> YOUR OBJECTIVE
From the data below, copy exactly the lines that lie between the one holding "let (_, key)" and the one holding "pub fn drain(&mut", including both, and nothing more.
□ □ □
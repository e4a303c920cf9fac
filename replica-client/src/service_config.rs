//! Service configuration: replica-set sizes and default consistency.

use std::sync::Arc;
use std::time::Duration;

use async_trait::async_trait;
use parking_lot::RwLock;
use serde::{Deserialize, Serialize};
use tokio::time::Instant;
use tracing::{debug, warn};

use crate::error::ReplicaError;
use crate::request::{ConsistencyLevel, ResourceType};

/// Account-level settings published by the configuration service.
#[derive(Debug, Clone, PartialEq, Eq, Serialize, Deserialize)]
pub struct ServiceConfiguration {
    /// Replicas per system partition.
    pub system_replica_set_size: usize,
    /// Replicas per user partition.
    pub user_replica_set_size: usize,
    /// Consistency used when a request does not override it.
    pub default_consistency: ConsistencyLevel,
}

impl Default for ServiceConfiguration {
    fn default() -> Self {
        Self {
            system_replica_set_size: 4,
            user_replica_set_size: 4,
            default_consistency: ConsistencyLevel::Session,
        }
    }
}

impl ServiceConfiguration {
    /// Replica-set size for partitions holding `resource_type`.
    pub fn replica_set_size(&self, resource_type: ResourceType) -> usize {
        if resource_type.is_system() {
            self.system_replica_set_size
        } else {
            self.user_replica_set_size
        }
    }
}

/// Configuration collaborator.
#[async_trait]
pub trait ServiceConfigurationSource: Send + Sync {
    /// Fetch the current configuration.
    async fn fetch(&self) -> Result<ServiceConfiguration, ReplicaError>;
}

struct Snapshot {
    config: ServiceConfiguration,
    fetched_at: Instant,
}

/// Caches the collaborator's configuration and re-reads it once the refresh
/// interval has elapsed. A failed refresh keeps serving the stale snapshot.
pub struct ServiceConfigurationReader {
    source: Arc<dyn ServiceConfigurationSource>,
    refresh_interval: Duration,
    snapshot: RwLock<Option<Snapshot>>,
}

impl ServiceConfigurationReader {
    /// Create a reader.
    pub fn new(source: Arc<dyn ServiceConfigurationSource>, refresh_interval: Duration) -> Self {
        Self {
            source,
            refresh_interval,
            snapshot: RwLock::new(None),
        }
    }

    /// Last fetched configuration, without contacting the source.
    pub fn cached(&self) -> Option<ServiceConfiguration> {
        self.snapshot.read().as_ref().map(|s| s.config.clone())
    }

    /// Current configuration, fetched when missing or stale.
    pub async fn current(&self) -> Result<ServiceConfiguration, ReplicaError> {
        {
            let snapshot = self.snapshot.read();
            if let Some(snapshot) = snapshot.as_ref() {
                if snapshot.fetched_at.elapsed() < self.refresh_interval {
                    return Ok(snapshot.config.clone());
                }
            }
        }
        self.refresh().await
    }

    /// Fetch from the source now.
    pub async fn refresh(&self) -> Result<ServiceConfiguration, ReplicaError> {
        match self.source.fetch().await {
            Ok(config) => {
                debug!(
                    user_replicas = config.user_replica_set_size,
                    system_replicas = config.system_replica_set_size,
                    consistency = ?config.default_consistency,
                    "service configuration refreshed"
                );
                *self.snapshot.write() = Some(Snapshot {
                    config: config.clone(),
                    fetched_at: Instant::now(),
                });
                Ok(config)
            }
            Err(err) => match self.cached() {
                Some(stale) => {
                    warn!(
                        error = %err,
                        "service configuration refresh failed, serving cached copy"
                    );
                    Ok(stale)
                }
                None => Err(err),
            },
        }
    }
}
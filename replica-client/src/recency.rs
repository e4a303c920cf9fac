//! Bounded map with recency tracking.
//!
//! Backs both the address cache's per-endpoint LRU and the endpoint pool's
//! idle eviction. Every access stamps the entry with a monotonically
//! increasing sequence number and the time of the access, so the least
//! recently used entry and the idle entries are both found by walking the
//! stamp order from the oldest end.

use std::collections::{BTreeMap, HashMap};
use std::hash::Hash;
use std::time::Duration;

use tokio::time::Instant;

struct Slot<V> {
    value: V,
    stamp: u64,
    touched_at: Instant,
}

/// Map keeping entries in recency order, optionally capacity-bounded.
pub struct RecencyMap<K, V> {
    entries: HashMap<K, Slot<V>>,
    /// stamp → key, oldest first.
    order: BTreeMap<u64, K>,
    next_stamp: u64,
    capacity: Option<usize>,
}

impl<K: Eq + Hash + Clone, V> RecencyMap<K, V> {
    /// Create a map holding at most `capacity` entries (at least one).
    pub fn bounded(capacity: usize) -> Self {
        Self {
            entries: HashMap::new(),
            order: BTreeMap::new(),
            next_stamp: 0,
            capacity: Some(capacity.max(1)),
        }
    }

    /// Create a map without a capacity bound.
    pub fn unbounded() -> Self {
        Self {
            entries: HashMap::new(),
            order: BTreeMap::new(),
            next_stamp: 0,
            capacity: None,
        }
    }

    /// Number of entries.
    pub fn len(&self) -> usize {
        self.entries.len()
    }

    /// Whether the map is empty.
    pub fn is_empty(&self) -> bool {
        self.entries.is_empty()
    }

    /// Capacity bound, if any.
    pub fn capacity(&self) -> Option<usize> {
        self.capacity
    }

    fn stamp(&mut self) -> u64 {
        let stamp = self.next_stamp;
        self.next_stamp += 1;
        stamp
    }

    /// Look up `key` and mark it most recently used.
    pub fn get(&mut self, key: &K) -> Option<&V> {
        if !self.touch(key) {
            return None;
        }
        self.entries.get(key).map(|slot| &slot.value)
    }

    /// Look up `key` without affecting recency.
    pub fn peek(&self, key: &K) -> Option<&V> {
        self.entries.get(key).map(|slot| &slot.value)
    }

    /// Whether `key` is present. Does not affect recency.
    pub fn contains_key(&self, key: &K) -> bool {
        self.entries.contains_key(key)
    }

    /// Mark `key` most recently used. Returns false when absent.
    pub fn touch(&mut self, key: &K) -> bool {
        let stamp = self.stamp();
        let Some(slot) = self.entries.get_mut(key) else {
            return false;
        };
        self.order.remove(&slot.stamp);
        slot.stamp = stamp;
        slot.touched_at = Instant::now();
        self.order.insert(stamp, key.clone());
        true
    }

    /// Insert or replace `key`, marking it most recently used.
    ///
    /// When the insertion grows the map past its capacity, the least
    /// recently used entry is removed and returned.
    pub fn insert(&mut self, key: K, value: V) -> Option<(K, V)> {
        let stamp = self.stamp();
        let slot = Slot {
            value,
            stamp,
            touched_at: Instant::now(),
        };
        if let Some(previous) = self.entries.insert(key.clone(), slot) {
            self.order.remove(&previous.stamp);
        }
        self.order.insert(stamp, key);

        match self.capacity {
            Some(capacity) if self.entries.len() > capacity => self.pop_least_recent(),
            _ => None,
        }
    }

    /// Remove `key`.
    pub fn remove(&mut self, key: &K) -> Option<V> {
        let slot = self.entries.remove(key)?;
        self.order.remove(&slot.stamp);
        Some(slot.value)
    }

    /// The least recently used key.
    pub fn least_recent(&self) -> Option<&K> {
        self.order.values().next()
    }

    /// Remove and return the least recently used entry.
    pub fn pop_least_recent(&mut self) -> Option<(K, V)> {
        let (_, key) = self.order.pop_first()?;
        let slot = self.entries.remove(&key)?;
        Some((key, slot.value))
    }

    /// Remove every entry not touched within `idle` of `now`, oldest first.
    pub fn drain_idle(&mut self, now: Instant, idle: Duration) -> Vec<(K, V)> {
        let mut drained = Vec::new();
        while let Some(key) = self.order.values().next().cloned() {
            let expired = self
                .entries
                .get(&key)
                .is_some_and(|slot| now.saturating_duration_since(slot.touched_at) >= idle);
            if !expired {
                break;
            }
            if let Some(value) = self.remove(&key) {
                drained.push((key, value));
            }
        }
        drained
    }

    /// Remove every entry, oldest first.
    pub fn drain(&mut self) -> Vec<(K, V)> {
        let mut drained = Vec::with_capacity(self.entries.len());
        while let Some(entry) = self.pop_least_recent() {
            drained.push(entry);
        }
        drained
    }

    /// Keys from least to most recently used.
    pub fn keys_by_recency(&self) -> Vec<K> {
        self.order.values().cloned().collect()
    }
}

#[cfg(test)]
mod tests {
    use super::*;

    #[test]
    fn test_evicts_least_recently_used() {
        let mut map = RecencyMap::bounded(2);
        assert!(map.insert("a", 1).is_none());
        assert!(map.insert("b", 2).is_none());

        // "a" becomes most recent, so "b" is the eviction victim
        assert_eq!(map.get(&"a"), Some(&1));
        assert_eq!(map.insert("c", 3), Some(("b", 2)));

        assert_eq!(map.len(), 2);
        assert_eq!(map.keys_by_recency(), vec!["a", "c"]);
    }

    #[test]
    fn test_capacity_never_exceeded() {
        for capacity in 1..=6 {
            let mut map = RecencyMap::bounded(capacity);
            for i in 0..20 {
                let evicted = map.insert(i, i);
                assert!(map.len() <= capacity);
                if i >= capacity {
                    // with no reads in between, insertion order is recency order
                    assert_eq!(evicted, Some((i - capacity, i - capacity)));
                }
            }
        }
    }

    #[test]
    fn test_replace_does_not_evict() {
        let mut map = RecencyMap::bounded(2);
        map.insert("a", 1);
        map.insert("b", 2);
        assert!(map.insert("a", 10).is_none());
        assert_eq!(map.peek(&"a"), Some(&10));
        assert_eq!(map.least_recent(), Some(&"b"));
    }

    #[test]
    fn test_peek_does_not_touch() {
        let mut map = RecencyMap::bounded(2);
        map.insert("a", 1);
        map.insert("b", 2);
        assert_eq!(map.peek(&"a"), Some(&1));
        assert_eq!(map.insert("c", 3), Some(("a", 1)));
    }

    #[test]
    fn test_remove() {
        let mut map = RecencyMap::unbounded();
        map.insert("a", 1);
        assert_eq!(map.remove(&"a"), Some(1));
        assert_eq!(map.remove(&"a"), None);
        assert!(map.is_empty());
        assert!(!map.touch(&"a"));
    }

    #[tokio::test(start_paused = true)]
    async fn test_drain_idle() {
        let mut map = RecencyMap::unbounded();
        map.insert("a", 1);
        map.insert("b", 2);

        tokio::time::advance(Duration::from_secs(10)).await;
        map.touch(&"b");
        map.insert("c", 3);

        tokio::time::advance(Duration::from_secs(10)).await;
        let drained = map.drain_idle(Instant::now(), Duration::from_secs(15));
        assert_eq!(drained, vec![("a", 1)]);
        assert_eq!(map.keys_by_recency(), vec!["b", "c"]);

        tokio::time::advance(Duration::from_secs(10)).await;
        let drained = map.drain_idle(Instant::now(), Duration::from_secs(15));
        assert_eq!(drained, vec![("b", 2), ("c", 3)]);
        assert!(map.is_empty());
    }
}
□ □ □
> WORKED SOLUTION
        let (_, key) = self.order.pop_first()?;
        let slot = self.entries.remove(&key)?;
        Some((key, slot.value))
    }

    /// Remove every entry not touched within `idle` of `now`, oldest first.
    pub fn drain_idle(&mut self, now: Instant, idle: Duration) -> Vec<(K, V)> {
        let mut drained = Vec::new();
        while let Some(key) = self.order.values().next().cloned() {
            let expired = self
                .entries
                .get(&key)
                .is_some_and(|slot| now.saturating_duration_since(slot.touched_at) >= idle);
            if !expired {
                break;
            }
            if let Some(value) = self.remove(&key) {
                drained.push((key, value));
            }
        }
        drained
    }

    /// Remove every entry, oldest first.
    pub fn drain(&mut self) -> Vec<(K, V)> {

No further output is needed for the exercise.